[Start of Attachment]

//! Plan providers.
//!
//! A plan provider turns an age group into a full weekly plan. The real
//! implementation calls Google's Generative Language API; the request is
//! single-shot and never retried automatically. Any failure surfaces as one
//! generic plan error which the shell turns into a retry path.

use crate::{AgeGroup, Error, Result, WeeklyPlan};
use serde::{Deserialize, Serialize};
use std::env;
use std::time::Duration;

/// Environment variable holding the Gemini API key
pub const GEMINI_API_KEY_ENV: &str = "GEMINI_API_KEY";

/// Default model to use
pub const DEFAULT_MODEL: &str = "gemini-2.5-flash";

/// Base URL for the Gemini API
const API_BASE_URL: &str = "https://generativelanguage.googleapis.com/v1beta";

/// Default per-request timeout
const DEFAULT_TIMEOUT: Duration = Duration::from_secs(30);

/// Source of weekly workout plans
pub trait PlanProvider {
    /// Generate a seven-day plan for the given age group.
    ///
    /// Implementations return the plan atomically: a partially populated
    /// week is an error, never a value.
    fn weekly_plan(&self, age_group: AgeGroup) -> Result<WeeklyPlan>;
}

// ============================================================================
// API Request/Response Types
// ============================================================================

#[derive(Debug, Serialize)]
struct GeminiRequest {
    contents: Vec<GeminiContent>,
    #[serde(rename = "generationConfig")]
    generation_config: GenerationConfig,
}

#[derive(Debug, Serialize, Deserialize)]
struct GeminiContent {
    #[serde(skip_serializing_if = "Option::is_none")]
    role: Option<String>,
    parts: Vec<ContentPart>,
}

#[derive(Debug, Serialize, Deserialize)]
struct ContentPart {
    text: String,
}

#[derive(Debug, Serialize)]
struct GenerationConfig {
    #[serde(rename = "responseMimeType")]
    response_mime_type: String,
    #[serde(rename = "responseSchema")]
    response_schema: serde_json::Value,
}

#[derive(Debug, Deserialize)]
struct GeminiResponse {
    candidates: Option<Vec<Candidate>>,
    error: Option<GeminiError>,
}

#[derive(Debug, Deserialize)]
struct Candidate {
    content: Option<GeminiContent>,
}

#[derive(Debug, Deserialize)]
struct GeminiError {
    message: String,
}

// ============================================================================
// Provider Implementation
// ============================================================================

/// Weekly plan provider backed by the Gemini API
pub struct GeminiPlanProvider {
    api_key: String,
    client: reqwest::blocking::Client,
    model: String,
    timeout: Duration,
}

impl GeminiPlanProvider {
    /// Create a provider with an explicit API key
    pub fn new(api_key: impl Into<String>) -> Self {
        Self {
            api_key: api_key.into(),
            client: reqwest::blocking::Client::new(),
            model: DEFAULT_MODEL.to_owned(),
            timeout: DEFAULT_TIMEOUT,
        }
    }

    /// Create a provider from the `GEMINI_API_KEY` environment variable
    pub fn from_env() -> Result<Self> {
        let api_key = env::var(GEMINI_API_KEY_ENV).map_err(|_| {
            Error::Config(format!(
                "{} environment variable not set",
                GEMINI_API_KEY_ENV
            ))
        })?;
        Ok(Self::new(api_key))
    }

    /// Override the model id
    pub fn with_model(mut self, model: impl Into<String>) -> Self {
        self.model = model.into();
        self
    }

    /// Override the per-request timeout
    pub fn with_timeout(mut self, timeout: Duration) -> Self {
        self.timeout = timeout;
        self
    }

    fn build_url(&self) -> String {
        format!(
            "{}/models/{}:generateContent?key={}",
            API_BASE_URL, self.model, self.api_key
        )
    }

    fn build_request(age_group: AgeGroup) -> GeminiRequest {
        GeminiRequest {
            contents: vec![GeminiContent {
                role: Some("user".to_owned()),
                parts: vec![ContentPart {
                    text: build_prompt(age_group),
                }],
            }],
            generation_config: GenerationConfig {
                response_mime_type: "application/json".to_owned(),
                response_schema: plan_response_schema(),
            },
        }
    }

    /// Extract the candidate text from a Gemini response
    fn extract_content(response: GeminiResponse) -> Result<String> {
        if let Some(error) = response.error {
            return Err(Error::Plan(format!("Gemini API error: {}", error.message)));
        }

        response
            .candidates
            .and_then(|mut c| if c.is_empty() { None } else { Some(c.remove(0)) })
            .and_then(|c| c.content)
            .and_then(|mut c| {
                if c.parts.is_empty() {
                    None
                } else {
                    Some(c.parts.remove(0).text)
                }
            })
            .ok_or_else(|| Error::Plan("No content in Gemini response".into()))
    }

    /// Parse and validate the model's JSON output into a weekly plan
    fn parse_plan_text(text: &str) -> Result<WeeklyPlan> {
        let plan: WeeklyPlan = serde_json::from_str(text)
            .map_err(|e| Error::Plan(format!("Malformed plan from model: {}", e)))?;
        plan.validate()?;
        Ok(plan)
    }

    fn map_api_error(status: u16, body: &str) -> Error {
        let message = serde_json::from_str::<GeminiResponse>(body)
            .ok()
            .and_then(|r| r.error)
            .map_or_else(|| body.to_owned(), |e| e.message);
        Error::Plan(format!("Gemini API error ({}): {}", status, message))
    }
}

impl PlanProvider for GeminiPlanProvider {
    fn weekly_plan(&self, age_group: AgeGroup) -> Result<WeeklyPlan> {
        let url = self.build_url();
        let request = Self::build_request(age_group);

        tracing::info!("Requesting weekly plan for {}", age_group.label());

        let response = self
            .client
            .post(&url)
            .timeout(self.timeout)
            .json(&request)
            .send()?;

        let status = response.status();
        let body = response.text()?;

        if !status.is_success() {
            tracing::error!(status = %status, "Gemini API request failed");
            return Err(Self::map_api_error(status.as_u16(), &body));
        }

        let gemini_response: GeminiResponse = serde_json::from_str(&body)
            .map_err(|e| Error::Plan(format!("Failed to parse Gemini response: {}", e)))?;

        let text = Self::extract_content(gemini_response)?;
        let plan = Self::parse_plan_text(&text)?;

        tracing::info!("Received valid {}-day plan", plan.days.len());
        Ok(plan)
    }
}

impl std::fmt::Debug for GeminiPlanProvider {
    fn fmt(&self, f: &mut std::fmt::Formatter<'_>) -> std::fmt::Result {
        f.debug_struct("GeminiPlanProvider")
            .field("model", &self.model)
            .field("api_key", &"[REDACTED]")
            .finish_non_exhaustive()
    }
}

/// Prompt sent to the model for a given age group
fn build_prompt(age_group: AgeGroup) -> String {
    format!(
        "Generate a diverse and effective 7-day workout plan suitable for the '{}' age group. \
         For each day, provide a creative title and a list of 4-6 exercises. \
         For each exercise, include a name, a brief description, a specific duration in seconds \
         (if time-based) or a number of reps (if count-based), and a concise YouTube search query \
         for a tutorial video. \
         If an exercise is rep-based, set duration to 0. If it's duration-based, set reps to 0. \
         Ensure the plan is balanced, targeting different muscle groups throughout the week, \
         with appropriate rest days or light activity days. \
         The response must be in JSON format.",
        age_group.label()
    )
}

/// JSON schema constraining the model output to the weekly plan shape
fn plan_response_schema() -> serde_json::Value {
    serde_json::json!({
        "type": "ARRAY",
        "items": {
            "type": "OBJECT",
            "properties": {
                "day": { "type": "STRING" },
                "title": { "type": "STRING" },
                "exercises": {
                    "type": "ARRAY",
                    "items": {
                        "type": "OBJECT",
                        "properties": {
                            "name": { "type": "STRING" },
                            "description": { "type": "STRING" },
                            "duration": { "type": "INTEGER" },
                            "reps": { "type": "INTEGER" },
                            "videoQuery": { "type": "STRING" }
                        },
                        "required": ["name", "description", "duration", "reps", "videoQuery"]
                    }
                }
            },
            "required": ["day", "title", "exercises"]
        }
    })
}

[End of Attachment]

* Task objective: Every entry must appear again in the answer, exactly as written.

* Solution to the exercise:
//! Plan providers.
//!
//! A plan provider turns an age group into a full weekly plan. The real
//! implementation calls Google's Generative Language API; the request is
//! single-shot and never retried automatically. Any failure surfaces as one
//! generic plan error which the shell turns into a retry path.

use crate::{AgeGroup, Error, Result, WeeklyPlan};
use serde::{Deserialize, Serialize};
use std::env;
use std::time::Duration;

/// Environment variable holding the Gemini API key
pub const GEMINI_API_KEY_ENV: &str = "GEMINI_API_KEY";

/// Default model to use
pub const DEFAULT_MODEL: &str = "gemini-2.5-flash";

/// Base URL for the Gemini API
const API_BASE_URL: &str = "https://generativelanguage.googleapis.com/v1beta";

/// Default per-request timeout
const DEFAULT_TIMEOUT: Duration = Duration::from_secs(30);

/// Source of weekly workout plans
pub trait PlanProvider {
    /// Generate a seven-day plan for the given age group.
    ///
    /// Implementations return the plan atomically: a partially populated
    /// week is an error, never a value.
    fn weekly_plan(&self, age_group: AgeGroup) -> Result<WeeklyPlan>;
}

// ============================================================================
// API Request/Response Types
// ============================================================================

#[derive(Debug, Serialize)]
struct GeminiRequest {
    contents: Vec<GeminiContent>,
    #[serde(rename = "generationConfig")]
    generation_config: GenerationConfig,
}

#[derive(Debug, Serialize, Deserialize)]
struct GeminiContent {
    #[serde(skip_serializing_if = "Option::is_none")]
    role: Option<String>,
    parts: Vec<ContentPart>,
}

#[derive(Debug, Serialize, Deserialize)]
struct ContentPart {
    text: String,
}

#[derive(Debug, Serialize)]
struct GenerationConfig {
    #[serde(rename = "responseMimeType")]
    response_mime_type: String,
    #[serde(rename = "responseSchema")]
    response_schema: serde_json::Value,
}

#[derive(Debug, Deserialize)]
struct GeminiResponse {
    candidates: Option<Vec<Candidate>>,
    error: Option<GeminiError>,
}

#[derive(Debug, Deserialize)]
struct Candidate {
    content: Option<GeminiContent>,
}

#[derive(Debug, Deserialize)]
struct GeminiError {
    message: String,
}

// ============================================================================
// Provider Implementation
// ============================================================================

/// Weekly plan provider backed by the Gemini API
pub struct GeminiPlanProvider {
    api_key: String,
    client: reqwest::blocking::Client,
    model: String,
    timeout: Duration,
}

impl GeminiPlanProvider {
    /// Create a provider with an explicit API key
    pub fn new(api_key: impl Into<String>) -> Self {
        Self {
            api_key: api_key.into(),
            client: reqwest::blocking::Client::new(),
            model: DEFAULT_MODEL.to_owned(),
            timeout: DEFAULT_TIMEOUT,
        }
    }

    /// Create a provider from the `GEMINI_API_KEY` environment variable
    pub fn from_env() -> Result<Self> {
        let api_key = env::var(GEMINI_API_KEY_ENV).map_err(|_| {
            Error::Config(format!(
                "{} environment variable not set",
                GEMINI_API_KEY_ENV
            ))
        })?;
        Ok(Self::new(api_key))
    }

    /// Override the model id
    pub fn with_model(mut self, model: impl Into<String>) -> Self {
        self.model = model.into();
        self
    }

    /// Override the per-request timeout
    pub fn with_timeout(mut self, timeout: Duration) -> Self {
        self.timeout = timeout;
        self
    }

    fn build_url(&self) -> String {
        format!(
            "{}/models/{}:generateContent?key={}",
            API_BASE_URL, self.model, self.api_key
        )
    }

    fn build_request(age_group: AgeGroup) -> GeminiRequest {
        GeminiRequest {
            contents: vec![GeminiContent {
                role: Some("user".to_owned()),
                parts: vec![ContentPart {
                    text: build_prompt(age_group),
                }],
            }],
            generation_config: GenerationConfig {
                response_mime_type: "application/json".to_owned(),
                response_schema: plan_response_schema(),
            },
        }
    }

    /// Extract the candidate text from a Gemini response
    fn extract_content(response: GeminiResponse) -> Result<String> {
        if let Some(error) = response.error {
            return Err(Error::Plan(format!("Gemini API error: {}", error.message)));
        }

        response
            .candidates
            .and_then(|mut c| if c.is_empty() { None } else { Some(c.remove(0)) })
            .and_then(|c| c.content)
            .and_then(|mut c| {
                if c.parts.is_empty() {
                    None
                } else {
                    Some(c.parts.remove(0).text)
                }
            })
            .ok_or_else(|| Error::Plan("No content in Gemini response".into()))
    }

    /// Parse and validate the model's JSON output into a weekly plan
    fn parse_plan_text(text: &str) -> Result<WeeklyPlan> {
        let plan: WeeklyPlan = serde_json::from_str(text)
            .map_err(|e| Error::Plan(format!("Malformed plan from model: {}", e)))?;
        plan.validate()?;
        Ok(plan)
    }

    fn map_api_error(status: u16, body: &str) -> Error {
        let message = serde_json::from_str::<GeminiResponse>(body)
            .ok()
            .and_then(|r| r.error)
            .map_or_else(|| body.to_owned(), |e| e.message);
        Error::Plan(format!("Gemini API error ({}): {}", status, message))
    }
}

impl PlanProvider for GeminiPlanProvider {
    fn weekly_plan(&self, age_group: AgeGroup) -> Result<WeeklyPlan> {
        let url = self.build_url();
        let request = Self::build_request(age_group);

        tracing::info!("Requesting weekly plan for {}", age_group.label());

        let response = self
            .client
            .post(&url)
            .timeout(self.timeout)
            .json(&request)
            .send()?;

        let status = response.status();
        let body = response.text()?;

        if !status.is_success() {
            tracing::error!(status = %status, "Gemini API request failed");
            return Err(Self::map_api_error(status.as_u16(), &body));
        }

        let gemini_response: GeminiResponse = serde_json::from_str(&body)
            .map_err(|e| Error::Plan(format!("Failed to parse Gemini response: {}", e)))?;

        let text = Self::extract_content(gemini_response)?;
        let plan = Self::parse_plan_text(&text)?;

        tracing::info!("Received valid {}-day plan", plan.days.len());
        Ok(plan)
    }
}

impl std::fmt::Debug for GeminiPlanProvider {
    fn fmt(&self, f: &mut std::fmt::Formatter<'_>) -> std::fmt::Result {
        f.debug_struct("GeminiPlanProvider")
            .field("model", &self.model)
            .field("api_key", &"[REDACTED]")
            .finish_non_exhaustive()
    }
}

/// Prompt sent to the model for a given age group
fn build_prompt(age_group: AgeGroup) -> String {
    format!(
        "Generate a diverse and effective 7-day workout plan suitable for the '{}' age group. \
         For each day, provide a creative title and a list of 4-6 exercises. \
         For each exercise, include a name, a brief description, a specific duration in seconds \
         (if time-based) or a number of reps (if count-based), and a concise YouTube search query \
         for a tutorial video. \
         If an exercise is rep-based, set duration to 0. If it's duration-based, set reps to 0. \
         Ensure the plan is balanced, targeting different muscle groups throughout the week, \
         with appropriate rest days or light activity days. \
         The response must be in JSON format.",
        age_group.label()
    )
}

/// JSON schema constraining the model output to the weekly plan shape
fn plan_response_schema() -> serde_json::Value {
    serde_json::json!({
        "type": "ARRAY",
        "items": {
            "type": "OBJECT",
            "properties": {
                "day": { "type": "STRING" },
                "title": { "type": "STRING" },
                "exercises": {
                    "type": "ARRAY",
                    "items": {
                        "type": "OBJECT",
                        "properties": {
                            "name": { "type": "STRING" },
                            "description": { "type": "STRING" },
                            "duration": { "type": "INTEGER" },
                            "reps": { "type": "INTEGER" },
                            "videoQuery": { "type": "STRING" }
                        },
                        "required": ["name", "description", "duration", "reps", "videoQuery"]
                    }
                }
            },
            "required": ["day", "title", "exercises"]
        }
    })
}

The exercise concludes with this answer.